==== LISTED ENTRIES
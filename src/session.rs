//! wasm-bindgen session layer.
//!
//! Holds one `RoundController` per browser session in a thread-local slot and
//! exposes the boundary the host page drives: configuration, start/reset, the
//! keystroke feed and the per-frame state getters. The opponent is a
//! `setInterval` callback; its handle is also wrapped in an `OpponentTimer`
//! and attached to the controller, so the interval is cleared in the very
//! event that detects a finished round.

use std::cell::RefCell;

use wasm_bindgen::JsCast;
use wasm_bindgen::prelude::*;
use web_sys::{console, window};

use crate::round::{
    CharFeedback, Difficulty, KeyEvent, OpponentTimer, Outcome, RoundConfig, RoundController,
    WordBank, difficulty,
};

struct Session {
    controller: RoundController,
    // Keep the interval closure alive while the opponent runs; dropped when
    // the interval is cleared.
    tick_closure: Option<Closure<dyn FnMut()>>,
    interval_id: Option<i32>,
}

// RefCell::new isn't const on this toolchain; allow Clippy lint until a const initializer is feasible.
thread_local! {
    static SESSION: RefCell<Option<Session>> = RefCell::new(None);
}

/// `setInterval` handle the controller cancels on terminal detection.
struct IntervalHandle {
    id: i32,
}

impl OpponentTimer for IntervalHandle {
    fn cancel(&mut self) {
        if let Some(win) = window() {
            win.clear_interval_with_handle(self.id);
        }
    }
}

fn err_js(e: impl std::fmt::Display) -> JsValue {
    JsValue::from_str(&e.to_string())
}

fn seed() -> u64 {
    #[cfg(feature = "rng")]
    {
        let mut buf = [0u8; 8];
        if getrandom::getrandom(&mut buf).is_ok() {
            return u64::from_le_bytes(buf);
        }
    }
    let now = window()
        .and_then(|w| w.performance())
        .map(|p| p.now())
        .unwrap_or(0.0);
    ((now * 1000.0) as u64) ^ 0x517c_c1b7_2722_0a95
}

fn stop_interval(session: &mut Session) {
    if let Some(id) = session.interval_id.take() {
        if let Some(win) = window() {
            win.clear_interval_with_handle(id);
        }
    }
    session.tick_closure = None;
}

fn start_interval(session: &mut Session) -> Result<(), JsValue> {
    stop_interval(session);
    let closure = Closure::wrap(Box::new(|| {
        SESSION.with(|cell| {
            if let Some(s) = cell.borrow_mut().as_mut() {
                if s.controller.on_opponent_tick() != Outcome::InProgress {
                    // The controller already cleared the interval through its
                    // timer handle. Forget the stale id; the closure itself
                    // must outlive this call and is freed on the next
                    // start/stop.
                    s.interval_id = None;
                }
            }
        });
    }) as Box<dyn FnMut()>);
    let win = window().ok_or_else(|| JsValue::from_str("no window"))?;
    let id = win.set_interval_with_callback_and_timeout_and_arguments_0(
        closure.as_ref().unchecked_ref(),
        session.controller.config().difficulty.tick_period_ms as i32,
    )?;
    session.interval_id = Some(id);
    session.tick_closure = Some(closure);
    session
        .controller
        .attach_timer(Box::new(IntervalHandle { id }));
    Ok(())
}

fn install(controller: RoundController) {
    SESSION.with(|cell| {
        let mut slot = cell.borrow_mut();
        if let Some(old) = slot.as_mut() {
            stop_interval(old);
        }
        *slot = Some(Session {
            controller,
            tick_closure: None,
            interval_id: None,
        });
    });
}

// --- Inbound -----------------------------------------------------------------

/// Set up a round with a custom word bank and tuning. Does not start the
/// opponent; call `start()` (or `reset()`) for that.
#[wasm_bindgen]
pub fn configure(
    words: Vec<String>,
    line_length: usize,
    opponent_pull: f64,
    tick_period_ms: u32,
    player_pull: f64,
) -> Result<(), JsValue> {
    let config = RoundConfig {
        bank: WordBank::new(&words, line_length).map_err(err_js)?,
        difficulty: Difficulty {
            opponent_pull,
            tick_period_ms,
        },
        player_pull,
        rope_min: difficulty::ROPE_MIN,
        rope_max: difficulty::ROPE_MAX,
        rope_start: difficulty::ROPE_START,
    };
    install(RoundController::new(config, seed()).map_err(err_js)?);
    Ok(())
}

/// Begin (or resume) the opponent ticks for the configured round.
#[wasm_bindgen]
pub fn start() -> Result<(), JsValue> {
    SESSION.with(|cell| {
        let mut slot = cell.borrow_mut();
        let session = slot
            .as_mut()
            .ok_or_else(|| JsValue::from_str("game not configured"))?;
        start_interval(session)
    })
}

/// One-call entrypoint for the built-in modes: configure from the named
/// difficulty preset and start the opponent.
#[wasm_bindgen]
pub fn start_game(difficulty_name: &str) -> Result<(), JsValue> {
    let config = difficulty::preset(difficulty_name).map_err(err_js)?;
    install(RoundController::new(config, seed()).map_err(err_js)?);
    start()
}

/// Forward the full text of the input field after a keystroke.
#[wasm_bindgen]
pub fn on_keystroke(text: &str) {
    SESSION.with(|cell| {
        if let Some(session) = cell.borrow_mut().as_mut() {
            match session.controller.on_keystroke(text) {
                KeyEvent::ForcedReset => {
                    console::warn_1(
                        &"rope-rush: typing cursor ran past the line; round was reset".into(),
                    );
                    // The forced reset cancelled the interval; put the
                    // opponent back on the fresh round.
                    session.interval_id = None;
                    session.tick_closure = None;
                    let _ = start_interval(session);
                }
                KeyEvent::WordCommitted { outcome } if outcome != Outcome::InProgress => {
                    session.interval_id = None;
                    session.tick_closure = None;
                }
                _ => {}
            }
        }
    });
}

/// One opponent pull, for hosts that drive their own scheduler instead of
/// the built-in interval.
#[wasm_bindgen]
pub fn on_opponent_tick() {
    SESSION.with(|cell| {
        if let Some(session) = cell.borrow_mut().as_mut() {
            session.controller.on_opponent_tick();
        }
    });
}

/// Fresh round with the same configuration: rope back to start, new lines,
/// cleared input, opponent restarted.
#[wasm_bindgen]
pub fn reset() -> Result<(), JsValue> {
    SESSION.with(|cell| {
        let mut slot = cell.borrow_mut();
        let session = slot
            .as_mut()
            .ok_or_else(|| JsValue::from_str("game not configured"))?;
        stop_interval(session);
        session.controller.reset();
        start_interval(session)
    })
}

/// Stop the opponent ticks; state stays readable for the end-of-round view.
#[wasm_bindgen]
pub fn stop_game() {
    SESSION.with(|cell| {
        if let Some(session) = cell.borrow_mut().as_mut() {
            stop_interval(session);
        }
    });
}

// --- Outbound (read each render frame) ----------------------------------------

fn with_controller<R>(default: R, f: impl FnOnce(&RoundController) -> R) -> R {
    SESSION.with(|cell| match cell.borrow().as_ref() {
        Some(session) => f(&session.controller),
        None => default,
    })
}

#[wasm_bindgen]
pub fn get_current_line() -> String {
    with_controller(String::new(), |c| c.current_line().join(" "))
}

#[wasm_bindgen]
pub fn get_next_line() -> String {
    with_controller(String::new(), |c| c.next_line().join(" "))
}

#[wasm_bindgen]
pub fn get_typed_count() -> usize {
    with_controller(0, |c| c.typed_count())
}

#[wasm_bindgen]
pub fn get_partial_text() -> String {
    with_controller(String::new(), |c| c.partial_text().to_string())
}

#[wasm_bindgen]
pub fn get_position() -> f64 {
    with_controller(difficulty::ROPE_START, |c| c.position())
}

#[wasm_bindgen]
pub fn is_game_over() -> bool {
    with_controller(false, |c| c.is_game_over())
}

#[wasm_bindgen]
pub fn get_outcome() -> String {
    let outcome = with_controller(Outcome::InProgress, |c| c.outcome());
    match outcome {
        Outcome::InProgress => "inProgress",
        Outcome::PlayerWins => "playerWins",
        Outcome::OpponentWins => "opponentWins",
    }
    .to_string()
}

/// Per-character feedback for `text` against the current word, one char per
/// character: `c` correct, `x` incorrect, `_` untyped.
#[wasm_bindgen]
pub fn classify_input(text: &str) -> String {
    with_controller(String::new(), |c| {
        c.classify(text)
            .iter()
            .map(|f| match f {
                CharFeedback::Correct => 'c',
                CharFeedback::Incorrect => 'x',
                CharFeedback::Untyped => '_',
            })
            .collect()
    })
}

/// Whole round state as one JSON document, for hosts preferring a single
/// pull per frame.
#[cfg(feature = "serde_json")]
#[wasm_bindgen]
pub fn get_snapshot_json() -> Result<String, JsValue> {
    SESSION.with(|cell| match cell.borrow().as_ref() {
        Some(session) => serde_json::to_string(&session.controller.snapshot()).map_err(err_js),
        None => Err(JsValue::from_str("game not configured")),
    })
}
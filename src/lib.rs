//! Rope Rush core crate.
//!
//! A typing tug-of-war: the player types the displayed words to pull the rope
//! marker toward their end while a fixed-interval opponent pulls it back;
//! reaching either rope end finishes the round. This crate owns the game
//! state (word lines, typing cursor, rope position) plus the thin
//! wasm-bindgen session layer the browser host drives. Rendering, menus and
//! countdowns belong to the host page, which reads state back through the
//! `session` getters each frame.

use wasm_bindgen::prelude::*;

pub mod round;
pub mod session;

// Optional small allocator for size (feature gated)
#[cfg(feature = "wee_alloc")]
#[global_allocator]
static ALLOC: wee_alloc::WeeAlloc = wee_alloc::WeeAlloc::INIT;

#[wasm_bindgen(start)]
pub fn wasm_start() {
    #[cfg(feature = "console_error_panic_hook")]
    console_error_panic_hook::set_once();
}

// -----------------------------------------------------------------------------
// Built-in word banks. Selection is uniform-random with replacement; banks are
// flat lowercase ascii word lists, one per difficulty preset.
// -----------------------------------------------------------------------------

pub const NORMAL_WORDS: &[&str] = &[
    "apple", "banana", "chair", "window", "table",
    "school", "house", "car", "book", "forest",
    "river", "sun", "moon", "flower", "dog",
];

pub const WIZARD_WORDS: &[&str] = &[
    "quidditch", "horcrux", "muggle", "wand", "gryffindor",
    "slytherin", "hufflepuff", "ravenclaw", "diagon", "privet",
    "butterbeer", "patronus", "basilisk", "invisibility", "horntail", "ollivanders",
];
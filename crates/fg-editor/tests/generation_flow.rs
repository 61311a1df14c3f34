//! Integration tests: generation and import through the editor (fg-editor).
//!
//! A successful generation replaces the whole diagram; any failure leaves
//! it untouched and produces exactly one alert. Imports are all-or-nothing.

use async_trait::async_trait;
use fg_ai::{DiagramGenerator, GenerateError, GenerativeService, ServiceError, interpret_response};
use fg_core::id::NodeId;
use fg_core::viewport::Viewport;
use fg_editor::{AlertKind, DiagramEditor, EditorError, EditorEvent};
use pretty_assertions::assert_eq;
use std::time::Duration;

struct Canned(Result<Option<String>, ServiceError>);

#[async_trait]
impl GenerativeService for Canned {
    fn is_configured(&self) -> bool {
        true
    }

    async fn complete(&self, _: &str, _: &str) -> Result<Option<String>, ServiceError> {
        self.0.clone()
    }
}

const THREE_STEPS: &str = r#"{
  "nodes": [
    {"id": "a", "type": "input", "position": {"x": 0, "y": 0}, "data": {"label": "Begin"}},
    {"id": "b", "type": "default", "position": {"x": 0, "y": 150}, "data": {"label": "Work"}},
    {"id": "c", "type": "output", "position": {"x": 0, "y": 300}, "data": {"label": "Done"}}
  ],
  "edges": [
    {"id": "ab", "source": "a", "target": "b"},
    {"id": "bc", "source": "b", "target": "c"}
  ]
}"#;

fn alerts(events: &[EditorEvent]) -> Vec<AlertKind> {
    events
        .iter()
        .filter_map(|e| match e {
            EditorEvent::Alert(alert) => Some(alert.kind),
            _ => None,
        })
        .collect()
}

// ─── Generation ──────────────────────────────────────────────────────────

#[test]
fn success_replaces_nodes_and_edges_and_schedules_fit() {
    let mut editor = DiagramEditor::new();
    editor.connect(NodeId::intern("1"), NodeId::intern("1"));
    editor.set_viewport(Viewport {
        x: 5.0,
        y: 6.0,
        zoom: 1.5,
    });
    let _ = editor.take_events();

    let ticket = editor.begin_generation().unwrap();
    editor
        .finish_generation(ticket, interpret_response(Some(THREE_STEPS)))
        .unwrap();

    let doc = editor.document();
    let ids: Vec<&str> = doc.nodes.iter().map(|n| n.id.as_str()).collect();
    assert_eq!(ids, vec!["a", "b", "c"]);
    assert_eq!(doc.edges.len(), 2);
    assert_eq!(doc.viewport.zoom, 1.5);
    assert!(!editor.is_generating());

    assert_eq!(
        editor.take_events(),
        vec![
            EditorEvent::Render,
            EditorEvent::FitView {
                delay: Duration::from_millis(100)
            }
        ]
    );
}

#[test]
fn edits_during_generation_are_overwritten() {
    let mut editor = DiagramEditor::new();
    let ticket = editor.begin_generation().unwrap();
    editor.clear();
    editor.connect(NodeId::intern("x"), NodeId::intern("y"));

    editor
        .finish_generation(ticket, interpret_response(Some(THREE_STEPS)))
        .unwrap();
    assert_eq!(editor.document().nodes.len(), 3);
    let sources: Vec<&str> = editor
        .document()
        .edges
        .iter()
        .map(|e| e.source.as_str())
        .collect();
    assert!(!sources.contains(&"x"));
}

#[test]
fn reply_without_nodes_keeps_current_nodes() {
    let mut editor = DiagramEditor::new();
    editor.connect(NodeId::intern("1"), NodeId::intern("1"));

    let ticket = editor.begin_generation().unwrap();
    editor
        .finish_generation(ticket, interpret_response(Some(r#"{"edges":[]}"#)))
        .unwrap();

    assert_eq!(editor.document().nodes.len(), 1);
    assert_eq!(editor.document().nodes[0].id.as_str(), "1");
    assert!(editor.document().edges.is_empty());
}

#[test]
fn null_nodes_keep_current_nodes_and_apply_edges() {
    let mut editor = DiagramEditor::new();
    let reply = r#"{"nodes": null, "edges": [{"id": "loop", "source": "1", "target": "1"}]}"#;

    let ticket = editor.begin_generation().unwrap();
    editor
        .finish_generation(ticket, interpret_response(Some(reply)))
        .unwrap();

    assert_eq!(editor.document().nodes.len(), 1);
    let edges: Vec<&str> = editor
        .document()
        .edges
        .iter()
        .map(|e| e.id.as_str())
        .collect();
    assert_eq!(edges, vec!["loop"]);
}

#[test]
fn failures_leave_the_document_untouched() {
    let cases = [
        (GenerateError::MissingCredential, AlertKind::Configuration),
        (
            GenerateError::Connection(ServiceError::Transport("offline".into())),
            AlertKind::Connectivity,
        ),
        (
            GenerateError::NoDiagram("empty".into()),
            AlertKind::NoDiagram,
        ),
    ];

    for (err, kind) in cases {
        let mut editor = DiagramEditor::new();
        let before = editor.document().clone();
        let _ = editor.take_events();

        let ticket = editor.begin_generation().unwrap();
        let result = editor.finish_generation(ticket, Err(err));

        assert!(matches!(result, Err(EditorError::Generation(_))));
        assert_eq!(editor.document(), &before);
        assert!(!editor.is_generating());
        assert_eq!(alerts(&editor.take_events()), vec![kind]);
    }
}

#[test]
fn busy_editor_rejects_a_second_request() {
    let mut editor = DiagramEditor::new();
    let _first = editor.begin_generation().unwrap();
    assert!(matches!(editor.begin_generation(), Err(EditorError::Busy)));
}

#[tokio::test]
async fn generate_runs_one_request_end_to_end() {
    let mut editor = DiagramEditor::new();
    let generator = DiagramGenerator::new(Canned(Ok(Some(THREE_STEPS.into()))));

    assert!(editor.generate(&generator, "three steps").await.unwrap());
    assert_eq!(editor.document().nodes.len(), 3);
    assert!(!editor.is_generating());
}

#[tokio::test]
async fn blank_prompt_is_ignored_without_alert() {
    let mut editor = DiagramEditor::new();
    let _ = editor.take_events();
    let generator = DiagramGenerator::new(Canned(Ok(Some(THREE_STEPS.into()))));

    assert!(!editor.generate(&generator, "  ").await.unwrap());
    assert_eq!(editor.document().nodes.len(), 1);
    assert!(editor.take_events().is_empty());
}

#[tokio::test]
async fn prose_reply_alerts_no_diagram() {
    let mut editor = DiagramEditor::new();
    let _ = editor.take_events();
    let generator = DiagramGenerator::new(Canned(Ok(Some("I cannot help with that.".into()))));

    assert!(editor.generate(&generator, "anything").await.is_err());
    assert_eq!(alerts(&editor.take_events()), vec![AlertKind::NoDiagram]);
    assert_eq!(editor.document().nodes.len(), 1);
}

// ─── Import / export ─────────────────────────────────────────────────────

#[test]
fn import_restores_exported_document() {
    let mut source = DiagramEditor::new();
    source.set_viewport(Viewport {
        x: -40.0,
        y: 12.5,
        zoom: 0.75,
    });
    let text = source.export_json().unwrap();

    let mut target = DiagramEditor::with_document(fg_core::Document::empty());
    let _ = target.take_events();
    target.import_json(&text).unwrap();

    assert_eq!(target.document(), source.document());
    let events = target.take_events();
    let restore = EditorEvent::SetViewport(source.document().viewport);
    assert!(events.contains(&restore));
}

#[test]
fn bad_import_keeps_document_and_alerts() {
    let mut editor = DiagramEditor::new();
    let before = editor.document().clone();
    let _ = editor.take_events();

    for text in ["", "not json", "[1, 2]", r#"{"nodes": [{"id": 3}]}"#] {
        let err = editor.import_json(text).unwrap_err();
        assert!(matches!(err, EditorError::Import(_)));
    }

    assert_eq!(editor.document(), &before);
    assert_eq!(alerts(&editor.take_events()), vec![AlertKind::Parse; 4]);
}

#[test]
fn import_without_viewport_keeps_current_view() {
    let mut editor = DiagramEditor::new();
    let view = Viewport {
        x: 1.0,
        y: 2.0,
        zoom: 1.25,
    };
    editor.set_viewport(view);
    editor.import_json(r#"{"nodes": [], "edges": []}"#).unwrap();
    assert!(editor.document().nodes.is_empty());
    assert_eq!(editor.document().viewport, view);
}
========
- EXERCISE DETAILS:
Please report every line of the listing that contains the string "default".

- RESULT:
fn with_controller<R>(default: R, f: impl FnOnce(&RoundController) -> R) -> R {
        None => default,
    {"id": "b", "type": "default", "position": {"x": 0, "y": 150}, "data": {"label": "Work"}},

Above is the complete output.